(Entries taken from a collection)
**********

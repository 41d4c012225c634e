use anyhow::Result;
use chart_core::{Axis, Chart, Dataset, Figure, RenderOptions, Series};
use criterion::{criterion_group, criterion_main, Criterion, black_box};

fn build_figure(n: usize) -> Figure {
    let labels: Vec<String> = (0..n).map(|i| format!("c{i}")).collect();
    let values: Vec<f64> = (0..n).map(|i| (i as f64 * 0.3).sin() * 10.0 + 12.0).collect();
    let data = Dataset::new(labels, &values).expect("dataset");
    let chart = Chart::new()
        .with_y_axis(Axis::new("Y"))
        .with_series(Series::bar("bars", data.clone()))
        .with_series(Series::line("line", data));
    Figure::new(14.0, 8.0).with_panel(chart)
}

fn bench_render(c: &mut Criterion) {
    let mut group = c.benchmark_group("render_png_bytes");
    for &n in &[12usize, 120usize] {
        group.bench_function(format!("bars_{n}"), |b| {
            let fig = build_figure(n);
            let opts = RenderOptions { dpi: 100.0, draw_labels: false, ..Default::default() };
            b.iter(|| -> Result<()> {
                let bytes = fig.render_to_png_bytes(&opts)?;
                black_box(bytes);
                Ok(())
            });
        });
    }
    group.finish();
}

fn bench_svg(c: &mut Criterion) {
    let fig = build_figure(120);
    let opts = RenderOptions::default();
    c.bench_function("render_svg_bytes", |b| {
        b.iter(|| black_box(fig.render_to_svg_bytes(&opts).expect("svg")));
    });
}

criterion_group!(benches, bench_render, bench_svg);
criterion_main!(benches);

**********

▶ _Assigned task_: Determine the number of lines in the data above that contain the word "RenderOptions", and provide only that figure.

▶ _Answer box_: 3